_YOUR GOAL_
Copy out all of the entries, keeping every word the same.

_SOURCE INFORMATION_

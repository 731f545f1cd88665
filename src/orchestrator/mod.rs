//! Run orchestration
//!
//! Decides the requested layer set, resolves execution order, drives
//! sequential or parallel execution, and applies the fail-fast policy.
//! All fatal planning errors surface before any process is spawned.

use futures::future::join_all;
use std::path::Path;
use tracing::debug;

use crate::cli::ExecutionOptions;
use crate::error::RunnerError;
use crate::executor::LayerExecutor;
use crate::models::{ExecutionResult, RunSummary};
use crate::output::Reporter;
use crate::registry::LayerRegistry;
use crate::resolver::resolve_order;
use crate::utils::Timer;

/// Ordered sequence of layer keys to execute.
///
/// Order is significant in sequential mode; parallel mode preserves the
/// requested order as declared but does not act on it.
#[derive(Clone, Debug)]
pub struct ExecutionPlan {
    pub layers: Vec<String>,
}

impl ExecutionPlan {
    pub fn is_empty(&self) -> bool {
        self.layers.is_empty()
    }

    pub fn len(&self) -> usize {
        self.layers.len()
    }
}

/// Drives one run from planning through reporting
pub struct Orchestrator {
    registry: LayerRegistry,
    options: ExecutionOptions,
}

impl Orchestrator {
    pub fn new(registry: LayerRegistry, options: ExecutionOptions) -> Self {
        Self { registry, options }
    }

    /// Resolve requested-minus-excluded keys into an execution plan.
    ///
    /// Any unknown requested or excluded name is fatal. In parallel mode
    /// the dependency resolver is skipped and the declared order kept.
    pub fn plan(&self) -> Result<ExecutionPlan, RunnerError> {
        for key in &self.options.excluded {
            if !self.registry.contains(key) {
                return Err(RunnerError::UnknownLayer(key.clone()));
            }
        }

        let requested = if self.options.requested.is_empty() {
            self.registry.keys()
        } else {
            self.options.requested.clone()
        };

        for key in &requested {
            if !self.registry.contains(key) {
                return Err(RunnerError::UnknownLayer(key.clone()));
            }
        }

        let selected: Vec<String> = requested
            .into_iter()
            .filter(|key| !self.options.excluded.contains(key))
            .collect();

        let layers = if self.options.parallel {
            selected
        } else {
            resolve_order(&selected, &self.registry)?
        };

        debug!("planned {} layer(s)", layers.len());
        Ok(ExecutionPlan { layers })
    }

    /// Every planned layer's runner must exist on disk before any spawn
    fn check_runners(&self, plan: &ExecutionPlan) -> Result<(), RunnerError> {
        for key in &plan.layers {
            if let Some(layer) = self.registry.get(key) {
                if !Path::new(&layer.path).exists() {
                    return Err(RunnerError::MissingRunner {
                        layer: layer.key.clone(),
                        path: layer.path.clone(),
                    });
                }
            }
        }
        Ok(())
    }

    /// Plan, execute, and report one run
    pub async fn run(&self) -> Result<RunSummary, RunnerError> {
        let plan = self.plan()?;

        if plan.is_empty() {
            println!("{}", Reporter::render_no_layers());
            return Ok(RunSummary::empty());
        }

        self.check_runners(&plan)?;

        print!(
            "{}",
            Reporter::render_plan(&plan.layers, &self.registry, &self.options)
        );

        if self.options.dry_run {
            print!("{}", Reporter::render_dry_run(&plan.layers, &self.registry));
            return Ok(RunSummary::empty());
        }

        if !self.options.env_overrides.is_empty() {
            println!("{}", Reporter::render_overrides(&self.options));
        }

        let timer = Timer::start("run");
        let results = if self.options.parallel {
            self.run_parallel(&plan).await
        } else {
            self.run_sequential(&plan).await
        };

        let total = timer.stop();
        let summary = RunSummary::new(results, total.as_millis() as u64);
        print!("{}", Reporter::render_summary(&summary, &self.registry));

        Ok(summary)
    }

    /// Strict await-chain: layer N+1 does not start until N's result is
    /// known. Under fail-fast, layers after the first failure are skipped
    /// entirely and absent from the results.
    async fn run_sequential(&self, plan: &ExecutionPlan) -> Vec<ExecutionResult> {
        let executor = LayerExecutor::new(self.options.verbose, false);
        let mut results = Vec::with_capacity(plan.len());

        for key in &plan.layers {
            let Some(layer) = self.registry.get(key) else {
                continue;
            };

            let result = executor.execute(layer, &self.options.env_overrides).await;
            let failed = !result.success;
            results.push(result);

            if failed && self.options.fail_fast {
                println!("\x1b[31mStopping due to failure (--fail-fast enabled)\x1b[0m");
                break;
            }
        }

        results
    }

    /// Fan-out every planned layer at once, fan-in on completion. Each
    /// completion appends its own result; fail-fast has no effect here
    /// since all layers are already in flight.
    async fn run_parallel(&self, plan: &ExecutionPlan) -> Vec<ExecutionResult> {
        let mut handles = Vec::with_capacity(plan.len());

        for key in &plan.layers {
            let Some(layer) = self.registry.get(key) else {
                continue;
            };

            let layer = layer.clone();
            let overrides = self.options.env_overrides.clone();
            let verbose = self.options.verbose;

            handles.push(tokio::spawn(async move {
                LayerExecutor::new(verbose, true)
                    .execute(&layer, &overrides)
                    .await
            }));
        }

        join_all(handles)
            .await
            .into_iter()
            .filter_map(|joined| joined.ok())
            .collect()
    }
}
//! Timer utilities
//!
//! Provides timing and measurement helpers.

use std::time::{Duration, Instant};

/// Simple timer for measuring elapsed time
#[derive(Debug)]
pub struct Timer {
    start: Instant,
    label: String,
}

impl Timer {
    /// Create and start a new timer
    pub fn start(label: impl Into<String>) -> Self {
        Self {
            start: Instant::now(),
            label: label.into(),
        }
    }

    /// Get elapsed time
    pub fn elapsed(&self) -> Duration {
        self.start.elapsed()
    }

    /// Get elapsed time in milliseconds
    pub fn elapsed_ms(&self) -> u64 {
        self.elapsed().as_millis() as u64
    }

    /// Stop timer and return elapsed time
    pub fn stop(self) -> Duration {
        let elapsed = self.elapsed();
        tracing::debug!("{}: {}ms", self.label, elapsed.as_millis());
        elapsed
    }
}
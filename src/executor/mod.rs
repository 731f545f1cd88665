//! Layer execution engine
//!
//! Environment composition, output sinks, and the per-layer process runner.

mod env;
mod runner;
mod sink;

pub use env::{compose_env, EnvOverride};
pub use runner::LayerExecutor;
pub use sink::OutputSink;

_ANSWER SPACE_
repository 731f545f1cd88665
filename src/orchestrator/mod.rs
//! Run orchestration
//!
//! Decides the requested layer set, resolves execution order, drives
//! sequential or parallel execution, and applies the fail-fast policy.
//! All fatal planning errors surface before any process is spawned.

use futures::future::join_all;
use std::path::Path;
use tracing::debug;

use crate::cli::ExecutionOptions;
use crate::error::RunnerError;
use crate::executor::LayerExecutor;
use crate::models::{ExecutionResult, RunSummary};
use crate::output::Reporter;
use crate::registry::LayerRegistry;
use crate::resolver::resolve_order;
use crate::utils::Timer;

/// Ordered sequence of layer keys to execute.
///
/// Order is significant in sequential mode; parallel mode preserves the
/// requested order as declared but does not act on it.
#[derive(Clone, Debug)]
pub struct ExecutionPlan {
    pub layers: Vec<String>,
}

impl ExecutionPlan {
    pub fn is_empty(&self) -> bool {
        self.layers.is_empty()
    }

    pub fn len(&self) -> usize {
        self.layers.len()
    }
}

/// Drives one run from planning through reporting
pub struct Orchestrator {
    registry: LayerRegistry,
    options: ExecutionOptions,
}

impl Orchestrator {
    pub fn new(registry: LayerRegistry, options: ExecutionOptions) -> Self {
        Self { registry, options }
    }

    /// Resolve requested-minus-excluded keys into an execution plan.
    ///
    /// Any unknown requested or excluded name is fatal. In parallel mode
    /// the dependency resolver is skipped and the declared order kept.
    pub fn plan(&self) -> Result<ExecutionPlan, RunnerError> {
        for key in &self.options.excluded {
            if !self.registry.contains(key) {
                return Err(RunnerError::UnknownLayer(key.clone()));
            }
        }

        let requested = if self.options.requested.is_empty() {
            self.registry.keys()
        } else {
            self.options.requested.clone()
        };

        for key in &requested {
            if !self.registry.contains(key) {
                return Err(RunnerError::UnknownLayer(key.clone()));
            }
        }

        let selected: Vec<String> = requested
            .into_iter()
            .filter(|key| !self.options.excluded.contains(key))
            .collect();

        let layers = if self.options.parallel {
            selected
        } else {
            resolve_order(&selected, &self.registry)?
        };

        debug!("planned {} layer(s)", layers.len());
        Ok(ExecutionPlan { layers })
    }

    /// Every planned layer's runner must exist on disk before any spawn
    fn check_runners(&self, plan: &ExecutionPlan) -> Result<(), RunnerError> {
        for key in &plan.layers {
            if let Some(layer) = self.registry.get(key) {
                if !Path::new(&layer.path).exists() {
                    return Err(RunnerError::MissingRunner {
                        layer: layer.key.clone(),
                        path: layer.path.clone(),
                    });
                }
            }
        }
        Ok(())
    }

    /// Plan, execute, and report one run
    pub async fn run(&self) -> Result<RunSummary, RunnerError> {
        let plan = self.plan()?;

        if plan.is_empty() {
            println!("{}", Reporter::render_no_layers());
            return Ok(RunSummary::empty());
        }

        self.check_runners(&plan)?;

        print!(
            "{}",
            Reporter::render_plan(&plan.layers, &self.registry, &self.options)
        );

        if self.options.dry_run {
            print!("{}", Reporter::render_dry_run(&plan.layers, &self.registry));
            return Ok(RunSummary::empty());
        }

        if !self.options.env_overrides.is_empty() {
            println!("{}", Reporter::render_overrides(&self.options));
        }

        let timer = Timer::start("run");
        let results = if self.options.parallel {
            self.run_parallel(&plan).await
        } else {
            self.run_sequential(&plan).await
        };

        let total = timer.stop();
        let summary = RunSummary::new(results, total.as_millis() as u64);
        print!("{}", Reporter::render_summary(&summary, &self.registry));

        Ok(summary)
    }

    /// Strict await-chain: layer N+1 does not start until N's result is
    /// known. Under fail-fast, layers after the first failure are skipped
    /// entirely and absent from the results.
    async fn run_sequential(&self, plan: &ExecutionPlan) -> Vec<ExecutionResult> {
        let executor = LayerExecutor::new(self.options.verbose, false);
        let mut results = Vec::with_capacity(plan.len());

        for key in &plan.layers {
            let Some(layer) = self.registry.get(key) else {
                continue;
            };

            let result = executor.execute(layer, &self.options.env_overrides).await;
            let failed = !result.success;
            results.push(result);

            if failed && self.options.fail_fast {
                println!("\x1b[31mStopping due to failure (--fail-fast enabled)\x1b[0m");
                break;
            }
        }

        results
    }

    /// Fan-out every planned layer at once, fan-in on completion. Each
    /// completion appends its own result; fail-fast has no effect here
    /// since all layers are already in flight.
    async fn run_parallel(&self, plan: &ExecutionPlan) -> Vec<ExecutionResult> {
        let mut handles = Vec::with_capacity(plan.len());

        for key in &plan.layers {
            let Some(layer) = self.registry.get(key) else {
                continue;
            };

            let layer = layer.clone();
            let overrides = self.options.env_overrides.clone();
            let verbose = self.options.verbose;

            handles.push(tokio::spawn(async move {
                LayerExecutor::new(verbose, true)
                    .execute(&layer, &overrides)
                    .await
            }));
        }

        join_all(handles)
            .await
            .into_iter()
            .filter_map(|joined| joined.ok())
            .collect()
    }
}
//! Timer utilities
//!
//! Provides timing and measurement helpers.

use std::time::{Duration, Instant};

/// Simple timer for measuring elapsed time
#[derive(Debug)]
pub struct Timer {
    start: Instant,
    label: String,
}

impl Timer {
    /// Create and start a new timer
    pub fn start(label: impl Into<String>) -> Self {
        Self {
            start: Instant::now(),
            label: label.into(),
        }
    }

    /// Get elapsed time
    pub fn elapsed(&self) -> Duration {
        self.start.elapsed()
    }

    /// Get elapsed time in milliseconds
    pub fn elapsed_ms(&self) -> u64 {
        self.elapsed().as_millis() as u64
    }

    /// Stop timer and return elapsed time
    pub fn stop(self) -> Duration {
        let elapsed = self.elapsed();
        tracing::debug!("{}: {}ms", self.label, elapsed.as_millis());
        elapsed
    }
}
filename src/executor/mod.rs
repository 731f545f1cd88665
//! Layer execution engine
//!
//! Environment composition, output sinks, and the per-layer process runner.

mod env;
mod runner;
mod sink;

pub use env::{compose_env, EnvOverride};
pub use runner::LayerExecutor;
pub use sink::OutputSink;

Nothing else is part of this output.